Stored data
BEGIN

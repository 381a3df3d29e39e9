//! Rocket state, held controls, and launch-pad reset.

use bevy::math::DVec2;
use bevy::prelude::*;

use crate::bodies::{BodyId, BodyRef, BodyRegistry};
use crate::prediction::PredictionSettings;
use crate::types::SimulationTime;

/// Seconds of full-throttle burn in a full tank.
pub const FUEL_CAPACITY_SEC: f64 = 600.0;

/// Body the rocket launches from (and returns to on reset).
pub const HOME_BODY: BodyId = BodyId::Earth;

/// The player's rocket.
///
/// Positions and velocities are world-frame meters; `heading` is measured
/// clockwise from local "up", so heading 0 thrusts along +y.
#[derive(Resource, Clone, Debug)]
pub struct Rocket {
    /// World position (m)
    pub pos: DVec2,
    /// World velocity (m/s)
    pub vel: DVec2,
    /// Heading angle (rad); thrust direction is (sin θ, cos θ)
    pub heading: f64,
    /// Commanded throttle fraction in [0, 1]
    pub throttle: f64,
    /// Remaining full-throttle burn time (s); an empty tank produces no
    /// thrust but the rocket still steers
    pub fuel_sec: f64,
    /// Whether the last tick resolved surface contact
    pub contact: bool,
}

impl Default for Rocket {
    fn default() -> Self {
        Self {
            pos: DVec2::ZERO,
            vel: DVec2::ZERO,
            heading: 0.0,
            throttle: 0.0,
            fuel_sec: FUEL_CAPACITY_SEC,
            contact: false,
        }
    }
}

impl Rocket {
    /// Set the throttle directly, clamped to [0, 1].
    pub fn set_throttle(&mut self, throttle: f64) {
        self.throttle = throttle.clamp(0.0, 1.0);
    }

    /// Remaining fuel as a fraction of a full tank.
    pub fn fuel_frac(&self) -> f64 {
        self.fuel_sec / FUEL_CAPACITY_SEC
    }

    /// Park the rocket on `body`'s surface directly above its center.
    ///
    /// The rocket inherits the body's center velocity only — adding the
    /// orbital tangential term on top would double-count it.
    pub fn place_on(&mut self, body: BodyRef<'_>) {
        self.pos = body.center + DVec2::new(0.0, body.config.radius);
        self.vel = body.center_vel;
        self.heading = 0.0;
        self.throttle = 0.0;
        self.fuel_sec = FUEL_CAPACITY_SEC;
        self.contact = true;
    }
}

/// Held control flags, written by the embedding input layer.
#[derive(Resource, Clone, Copy, Debug, Default)]
pub struct RocketControls {
    /// Ramp the throttle up while held
    pub thrust_up: bool,
    /// Ramp the throttle down while held
    pub thrust_down: bool,
    pub turn_left: bool,
    pub turn_right: bool,
}

/// Event requesting a full simulation reset.
#[derive(Message, Clone, Copy, Debug, Default)]
pub struct ResetEvent;

/// Plugin owning the rocket resources and reset handling.
pub struct RocketPlugin;

impl Plugin for RocketPlugin {
    fn build(&self, app: &mut App) {
        app.init_resource::<Rocket>()
            .init_resource::<RocketControls>()
            .add_message::<ResetEvent>()
            .add_systems(Startup, initial_placement)
            .add_systems(Update, apply_reset);
    }
}

/// Put the rocket on the launch pad at startup.
fn initial_placement(mut rocket: ResMut<Rocket>, registry: Res<BodyRegistry>) {
    let home = registry.index_of(HOME_BODY).unwrap_or(0);
    rocket.place_on(registry.get(home));
}

/// Rewind the clock, snap the rails back to the epoch, and return the
/// rocket to the pad with the home body's velocity.
fn apply_reset(
    mut events: MessageReader<ResetEvent>,
    mut rocket: ResMut<Rocket>,
    mut registry: ResMut<BodyRegistry>,
    mut sim_time: ResMut<SimulationTime>,
    mut prediction: ResMut<PredictionSettings>,
) {
    if events.read().next().is_none() {
        return;
    }
    sim_time.reset();
    registry.refresh(sim_time.current);
    let home = registry.index_of(HOME_BODY).unwrap_or(0);
    let body = registry.get(home);
    rocket.place_on(body);
    prediction.reset_horizon();
    info!("reset: rocket back on the {} pad", body.config.id.name());
}
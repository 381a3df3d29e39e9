//! Liftoff — headless simulation binary.
//!
//! Boots the core loop without a renderer: a graphical frontend adds its
//! own window, camera, and input mapping on top of the same plugins.

use bevy::log::LogPlugin;
use bevy::prelude::*;

use liftoff::bodies::{BodiesPlugin, BodyRegistry};
use liftoff::control::ControlPlugin;
use liftoff::physics::PhysicsPlugin;
use liftoff::prediction::PredictionPlugin;
use liftoff::rocket::RocketPlugin;
use liftoff::time::TimePlugin;
use liftoff::types::SimulationTime;

fn main() {
    App::new()
        .add_plugins((MinimalPlugins, LogPlugin::default()))
        // Insert resources before plugins that depend on them
        .insert_resource(BodyRegistry::default())
        .insert_resource(SimulationTime::default())
        // Add simulation plugins
        .add_plugins((
            TimePlugin,
            BodiesPlugin,
            RocketPlugin,
            PhysicsPlugin,
            PredictionPlugin,
            ControlPlugin,
        ))
        .run();
}
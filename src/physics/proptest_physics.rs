//! Property-based tests for the rocket physics and predictor.

use bevy::math::DVec2;
use proptest::prelude::*;

use crate::physics::{resolve_surface_contact, step_rocket};
use crate::prediction::{predict_ballistic, MAX_POINTS};
use crate::rocket::RocketControls;
use crate::terrain;
use crate::test_utils::fixtures;
use crate::types::{SimulationTime, TIME_SCALE_MAX, TIME_SCALE_MIN};

proptest! {
    #![proptest_config(ProptestConfig::with_cases(64))]

    /// The predictor is a pure function: identical inputs, identical paths,
    /// bit for bit.
    #[test]
    fn prop_prediction_is_deterministic(
        px in -1.0e8f64..1.0e8,
        py in 2.0e7f64..1.0e8,
        vx in -5.0e3f64..5.0e3,
        vy in -5.0e3f64..5.0e3,
        t0 in 0.0f64..1.0e6,
        horizon in 0.0f64..20_000.0,
    ) {
        let configs = fixtures::planet_with_moon();
        let pos = DVec2::new(px, py);
        let vel = DVec2::new(vx, vy);
        let a = predict_ballistic(pos, vel, &configs, t0, horizon, 0.5);
        let b = predict_ballistic(pos, vel, &configs, t0, horizon, 0.5);
        prop_assert_eq!(a, b);
    }

    /// Output size is bounded for any horizon and step.
    #[test]
    fn prop_prediction_is_bounded(
        horizon in 0.0f64..1.0e9,
        base_dt in 0.01f64..100.0,
    ) {
        let configs = fixtures::lone_planet();
        let pos = DVec2::new(0.0, fixtures::PLANET_RADIUS * 30.0);
        let vel = DVec2::new(fixtures::circular_speed(fixtures::PLANET_RADIUS * 30.0), 0.0);
        let path = predict_ballistic(pos, vel, &configs, 0.0, horizon, base_dt);
        prop_assert!(path.len() <= MAX_POINTS);
    }

    /// Throttle stays in [0, 1] under any sequence of held controls.
    #[test]
    fn prop_throttle_stays_clamped(
        flags in proptest::collection::vec((any::<bool>(), any::<bool>()), 1..60),
        dt_real in 0.001f64..0.5,
    ) {
        let registry = fixtures::lone_planet_registry();
        let mut rocket = fixtures::rocket_high_above(&registry);
        for (up, down) in flags {
            let controls = RocketControls {
                thrust_up: up,
                thrust_down: down,
                ..Default::default()
            };
            step_rocket(&mut rocket, &controls, &registry, 1.0, dt_real);
            prop_assert!((0.0..=1.0).contains(&rocket.throttle));
        }
    }

    /// Any sequence of multiplies and assignments keeps the time scale in
    /// the legal range.
    #[test]
    fn prop_time_scale_stays_clamped(
        ops in proptest::collection::vec((any::<bool>(), 0.01f64..2000.0), 1..40),
    ) {
        let mut time = SimulationTime::default();
        for (multiply, value) in ops {
            if multiply {
                time.scale_by(value);
            } else {
                time.set_scale(value);
            }
            prop_assert!((TIME_SCALE_MIN..=TIME_SCALE_MAX).contains(&time.scale));
        }
    }

    /// Contact resolution never leaves the rocket below the surface, and
    /// never leaves inward ground-relative radial motion.
    #[test]
    fn prop_contact_resolution_is_sound(
        angle in 0.0f64..std::f64::consts::TAU,
        depth in 0.0f64..5.0e4,
        vx in -500.0f64..500.0,
        vy in -500.0f64..500.0,
        throttle in 0.0f64..1.0,
    ) {
        let registry = fixtures::bumpy_planet_registry();
        let body = registry.get(0);
        let dir = DVec2::new(angle.cos(), angle.sin());
        let mut pos = body.center + dir * (body.config.radius - depth);
        let mut vel = DVec2::new(vx, vy);

        resolve_surface_contact(&mut pos, &mut vel, throttle, body);

        let dist = pos.distance(body.center);
        let surface = terrain::surface_radius(body.config, body.center, pos);
        prop_assert!(
            dist >= surface - 1.0e-6,
            "still {} m below the surface",
            surface - dist
        );

        let normal = (pos - body.center) / dist;
        let ground_radial = (vel - body.center_vel).dot(normal);
        prop_assert!(ground_radial >= -1.0e-9, "inward radial speed {}", ground_radial);
    }

    /// A parked rocket stays exactly parked through repeated idle ticks.
    #[test]
    fn prop_rest_state_is_stable(ticks in 1usize..50, dt_real in 0.001f64..0.1) {
        let mut registry = fixtures::lone_planet_registry();
        let mut sim_time = SimulationTime::default();
        let mut rocket = fixtures::rocket_resting_on(&registry, 0);
        let home = rocket.pos;
        let controls = RocketControls::default();

        for _ in 0..ticks {
            sim_time.advance(dt_real);
            registry.refresh(sim_time.current);
            step_rocket(&mut rocket, &controls, &registry, sim_time.scale, dt_real);
            prop_assert_eq!(rocket.pos, home);
            prop_assert_eq!(rocket.vel, DVec2::ZERO);
        }
    }
}

mod regressions {
    use super::*;

    /// A sample point almost exactly at the body center stays finite. The
    /// radial floor only guards the division; the degenerate clamp is not
    /// required to land on the surface.
    #[test]
    fn center_penetration_resolves_finite() {
        let registry = fixtures::lone_planet_registry();
        let body = registry.get(0);
        let mut pos = body.center + DVec2::new(0.0, 1.0e-9);
        let mut vel = DVec2::ZERO;
        resolve_surface_contact(&mut pos, &mut vel, 0.0, body);
        assert!(pos.x.is_finite() && pos.y.is_finite());
        assert!(vel.x.is_finite() && vel.y.is_finite());
    }
}
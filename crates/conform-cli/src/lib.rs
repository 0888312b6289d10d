//! # conform-cli: CLI Tool for conform
//!
//! Provides the `conform` command-line interface over declarative schema
//! documents (JSON or YAML, see `conform_schema::document`).
//!
//! ## Subcommands
//!
//! - `conform check`: does a document conform? Prints `ok` or the failure.
//! - `conform normalize`: prints the normalized document as JSON.
//! - `conform mock`: prints an example document synthesized from the schema.
//!
//! ```bash
//! conform check --schema user.schema.yaml user.json
//! conform normalize --schema user.schema.yaml --allow-extra-keys user.yaml --pretty
//! conform -vv --config conform.yaml mock --schema user.schema.yaml
//! ```
//!
//! Exit code 0 on success, 1 on rejection or operational error.

pub mod check;
pub mod mock;
pub mod normalize;

use std::io::Read;
use std::path::{Path, PathBuf};

use anyhow::{Context, Result};
use clap::Args;
use serde_json::Value;

use conform_schema::{document, load_schema, Builtins, Format, Options, Schema};

/// Flags shared by every subcommand.
#[derive(Args, Debug, Clone)]
pub struct SchemaArgs {
    /// Schema document (`.yaml`/`.yml` as YAML, anything else as JSON).
    #[arg(long, short = 's', value_name = "SCHEMA")]
    pub schema: PathBuf,

    /// Copy undeclared mapping keys through instead of rejecting them.
    #[arg(long)]
    pub allow_extra_keys: bool,

    /// Treat every mapping key in the schema literally, never as a pattern.
    #[arg(long)]
    pub no_key_patterns: bool,
}

impl SchemaArgs {
    /// Layer the command-line flags over configured options.
    pub fn apply(&self, options: &Options) -> Options {
        let mut options = options.clone();
        if self.allow_extra_keys {
            options.allow_extra_keys = true;
        }
        if self.no_key_patterns {
            options.dict_key_pattern_mode = false;
        }
        options
    }

    /// Load and compile the schema document with the standard built-ins.
    pub fn load(&self) -> Result<Schema> {
        load_schema(&self.schema, &Builtins::standard())
            .with_context(|| format!("failed to load schema {}", self.schema.display()))
    }
}

/// Load evaluation options from a YAML/JSON file, or the defaults.
pub fn load_options(config: Option<&Path>) -> Result<Options> {
    let Some(path) = config else {
        return Ok(Options::default());
    };
    let text = std::fs::read_to_string(path)
        .with_context(|| format!("cannot read config {}", path.display()))?;
    let options = Options::from_yaml_str(&text)
        .with_context(|| format!("invalid config {}", path.display()))?;
    tracing::debug!(config = %path.display(), ?options, "loaded options");
    Ok(options)
}

/// Read the input document from `path`, or from stdin when absent.
///
/// Stdin is parsed as YAML, which also accepts JSON.
pub fn load_input(path: Option<&Path>) -> Result<Value> {
    match path {
        Some(path) => document::load_value(path)
            .with_context(|| format!("failed to load document {}", path.display())),
        None => {
            let mut text = String::new();
            std::io::stdin()
                .read_to_string(&mut text)
                .context("cannot read stdin")?;
            document::parse_str(&text, Format::Yaml, "<stdin>").context("failed to parse stdin")
        }
    }
}

/// Serialize a value for stdout.
pub fn render_json(value: &Value, pretty: bool) -> Result<String> {
    let text = if pretty {
        serde_json::to_string_pretty(value)
    } else {
        serde_json::to_string(value)
    };
    text.context("failed to serialize output")
}

#[cfg(test)]
mod tests {
    use super::*;

    #[test]
    fn test_load_options_default_without_config() {
        assert_eq!(load_options(None).unwrap(), Options::default());
    }

    #[test]
    fn test_load_options_from_file() {
        let dir = tempfile::tempdir().unwrap();
        let path = dir.path().join("conform.yaml");
        std::fs::write(&path, "throw_on_failure: false\nmax_depth: 10\n").unwrap();
        let options = load_options(Some(&path)).unwrap();
        assert!(!options.throw_on_failure);
        assert_eq!(options.max_depth, 10);
    }

    #[test]
    fn test_load_options_rejects_unknown_keys() {
        let dir = tempfile::tempdir().unwrap();
        let path = dir.path().join("conform.yaml");
        std::fs::write(&path, "verbose: true\n").unwrap();
        let err = load_options(Some(&path)).unwrap_err();
        assert!(format!("{err:#}").contains("invalid config"));
    }

    #[test]
    fn test_flags_override_config() {
        let args = SchemaArgs {
            schema: PathBuf::from("s.json"),
            allow_extra_keys: true,
            no_key_patterns: true,
        };
        let options = args.apply(&Options::default());
        assert!(options.allow_extra_keys);
        assert!(!options.dict_key_pattern_mode);

        let unset = SchemaArgs {
            allow_extra_keys: false,
            no_key_patterns: false,
            ..args
        };
        let configured = Options::default().with_allow_extra_keys(true);
        assert!(unset.apply(&configured).allow_extra_keys);
    }

    #[test]
    fn test_render_json() {
        let v = serde_json::json!({"b": 1, "a": [true]});
        assert_eq!(render_json(&v, false).unwrap(), r#"{"a":[true],"b":1}"#);
        assert!(render_json(&v, true).unwrap().contains('\n'));
    }
}
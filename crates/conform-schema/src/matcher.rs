//! # Matcher: Recursive Value × Schema Walk
//!
//! Walks a value and a schema in lock-step and produces either the
//! normalized value or the first [`Failure`] encountered.
//!
//! ## Outcome Channel
//!
//! Every step returns `Result<Value, Failure>`. Failures are data: they are
//! propagated unchanged to the caller, with two exceptions:
//!
//! - `Or` discards the failure of every rejected branch, whatever its kind,
//!   and reports a generic `wrongType` when no branch accepts the value.
//! - Converter errors and panics are captured by [`Converter::apply`] and
//!   enter the same channel as `conversionFailed`.
//!
//! ## Value Ownership
//!
//! The input value is only borrowed. Mappings and sequences are rebuilt into
//! fresh containers; scalars are cloned through.
//!
//! [`Converter::apply`]: crate::schema::Converter::apply

use conform_core::{is_blank, ErrorKind, Failure, FailureDetail, FieldPath};
use serde_json::{Map, Value};

use crate::options::{Mode, Options};
use crate::schema::{MappingSchema, Predicate, Schema};

/// Result of one evaluation step.
pub type Outcome = Result<Value, Failure>;

/// Evaluates values against schemas under fixed options and mode.
#[derive(Debug, Clone, Copy)]
pub struct Matcher<'a> {
    options: &'a Options,
    mode: Mode,
}

impl<'a> Matcher<'a> {
    /// Create a matcher.
    pub fn new(options: &'a Options, mode: Mode) -> Self {
        Self { options, mode }
    }

    /// The evaluation mode.
    pub fn mode(&self) -> Mode {
        self.mode
    }

    /// Evaluate `value` against `schema` from the root path.
    pub fn evaluate(&self, value: &Value, schema: &Schema) -> Outcome {
        self.eval(value, schema, &FieldPath::root(), 0)
    }

    fn eval(&self, value: &Value, schema: &Schema, path: &FieldPath, depth: usize) -> Outcome {
        if depth > self.options.max_depth {
            return Err(Failure::with_value(ErrorKind::NestingTooDeep, path, value).detail(
                FailureDetail::Expected(format!("at most {} levels", self.options.max_depth)),
            ));
        }

        match schema {
            Schema::Converter(converter) => converter.apply(value).map_err(|cause| {
                Failure::with_value(ErrorKind::ConversionFailed, path, value)
                    .detail(FailureDetail::Cause(cause))
            }),
            Schema::Default(supplier) => Ok(if is_missing(value) {
                supplier.get()
            } else {
                value.clone()
            }),
            Schema::Example(supplier) => {
                if self.mode == Mode::Synthesize {
                    Ok(supplier.get())
                } else {
                    Err(Failure::at(ErrorKind::ExampleOnlyInMock, path))
                }
            }
            Schema::Any => Ok(value.clone()),
            Schema::Forbidden => Err(Failure::with_value(ErrorKind::ShouldNotExist, path, value)),
            Schema::Pattern(pattern) => {
                let expected = || FailureDetail::Expected(pattern.as_str().to_string());
                match value {
                    Value::String(s) if pattern.is_match(s) => Ok(value.clone()),
                    Value::String(_) => Err(Failure::with_value(
                        ErrorKind::NotMatchPattern,
                        path,
                        value,
                    )
                    .detail(expected())),
                    _ => Err(Failure::with_value(ErrorKind::WrongType, path, value)
                        .detail(expected())),
                }
            }
            Schema::Type(tag) => {
                if tag.matches(value) {
                    Ok(value.clone())
                } else {
                    Err(Failure::with_value(ErrorKind::WrongType, path, value)
                        .detail(FailureDetail::Expected(tag.to_string())))
                }
            }
            Schema::Enum(candidates) => {
                if candidates.contains(value) {
                    Ok(value.clone())
                } else {
                    Err(Failure::with_value(ErrorKind::NotInEnumValues, path, value)
                        .detail(FailureDetail::Candidates(candidates.clone())))
                }
            }
            Schema::And(terms) => self.eval_and(schema, terms, value, path, depth),
            Schema::Or(branches) => self.eval_or(schema, branches, value, path, depth),
            Schema::Mapping(mapping) => self.eval_mapping(mapping, value, path, depth),
            Schema::Sequence(element) => self.eval_sequence(element, value, path, depth),
            Schema::Predicate(predicate) => judge(predicate, value, path),
        }
    }

    /// Left to right over one threaded value. Example terms never run, so a
    /// sketched example still passes through every converter and check.
    fn eval_and(
        &self,
        group: &Schema,
        terms: &[Schema],
        value: &Value,
        path: &FieldPath,
        depth: usize,
    ) -> Outcome {
        let mut current = match group.default_member() {
            Some(default) if is_missing(value) => default.get(),
            _ => value.clone(),
        };
        for term in terms {
            if matches!(term, Schema::Example(_)) {
                continue;
            }
            current = self.eval(&current, term, path, depth + 1)?;
        }
        Ok(current)
    }

    /// First branch that accepts the original value wins.
    fn eval_or(
        &self,
        group: &Schema,
        branches: &[Schema],
        value: &Value,
        path: &FieldPath,
        depth: usize,
    ) -> Outcome {
        if is_missing(value) {
            if let Some(default) = group.default_member() {
                return Ok(default.get());
            }
        }

        for (i, branch) in branches.iter().enumerate() {
            match self.eval(value, branch, path, depth + 1) {
                Ok(accepted) => return Ok(accepted),
                Err(failure) => {
                    tracing::trace!(path = %path, branch = i, kind = ?failure.kind, "or-branch rejected");
                }
            }
        }
        Err(Failure::with_value(ErrorKind::WrongType, path, value))
    }

    fn eval_mapping(
        &self,
        mapping: &MappingSchema,
        value: &Value,
        path: &FieldPath,
        depth: usize,
    ) -> Outcome {
        let Value::Object(input) = value else {
            return Err(Failure::with_value(ErrorKind::WrongType, path, value)
                .detail(FailureDetail::Expected("dict".to_string())));
        };

        let pattern_mode = self.options.dict_key_pattern_mode && mapping.has_key_patterns();
        let mut output = Map::new();

        // Declared keys first: presence, absence, defaults.
        for field in mapping.fields() {
            if pattern_mode && !field.is_identifier() {
                if let Err(reason) = field.key_pattern() {
                    return Err(Failure::with_value(
                        ErrorKind::InvalidSchema,
                        &path.key(field.key()),
                        &Value::from(field.key()),
                    )
                    .detail(FailureDetail::Cause(reason.to_string())));
                }
                continue;
            }

            let child = path.key(field.key());
            let schema = field.schema();
            match input.get(field.key()) {
                Some(present) => {
                    let normalized = self.eval(present, schema, &child, depth + 1)?;
                    output.insert(field.key().to_string(), normalized);
                }
                None if schema.default_member().is_some() => {
                    let normalized = self.eval(&Value::Null, schema, &child, depth + 1)?;
                    output.insert(field.key().to_string(), normalized);
                }
                None if schema.admits_absence() => {}
                None => return Err(Failure::at(ErrorKind::MissingProperty, &child)),
            }
        }

        // Then every input key no exact field claimed.
        for (key, present) in input {
            let declared = if pattern_mode {
                mapping
                    .fields()
                    .iter()
                    .any(|f| f.is_identifier() && f.key() == key)
            } else {
                mapping.get(key).is_some()
            };
            if declared {
                continue;
            }

            let child = path.key(key);
            let by_pattern = if pattern_mode {
                mapping.fields().iter().find(|f| {
                    matches!(f.key_pattern(), Ok(Some(pattern)) if pattern.is_match(key))
                })
            } else {
                None
            };

            match by_pattern {
                Some(field) => {
                    let normalized = self.eval(present, field.schema(), &child, depth + 1)?;
                    output.insert(key.clone(), normalized);
                }
                None if self.options.allow_extra_keys => {
                    output.insert(key.clone(), present.clone());
                }
                None => return Err(Failure::at(ErrorKind::RedundantProperty, &child)),
            }
        }

        Ok(Value::Object(output))
    }

    fn eval_sequence(
        &self,
        element: &Schema,
        value: &Value,
        path: &FieldPath,
        depth: usize,
    ) -> Outcome {
        let Value::Array(items) = value else {
            return Err(Failure::with_value(ErrorKind::NotList, path, value));
        };
        items
            .iter()
            .enumerate()
            .map(|(i, item)| self.eval(item, element, &path.index(i), depth + 1))
            .collect::<Result<Vec<_>, _>>()
            .map(Value::Array)
    }
}

fn judge(predicate: &Predicate, value: &Value, path: &FieldPath) -> Outcome {
    if predicate.judge(value) {
        Ok(value.clone())
    } else if predicate.is_non_empty() {
        Err(Failure::at(ErrorKind::EmptyList, path))
    } else {
        Err(Failure::with_value(ErrorKind::WrongType, path, value)
            .detail(FailureDetail::Expected(format!("judged by {}", predicate.name()))))
    }
}

/// Null or a whitespace-only string: the values a Default replaces.
fn is_missing(value: &Value) -> bool {
    value.is_null() || is_blank(value)
}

END

WORK REQUEST: In the data above, find each line that has the word "impl" and copy it out.

WRITTEN RESPONSE:
impl Default for Rocket {
impl Rocket {
impl Plugin for RocketPlugin {
impl SchemaArgs {
impl<'a> Matcher<'a> {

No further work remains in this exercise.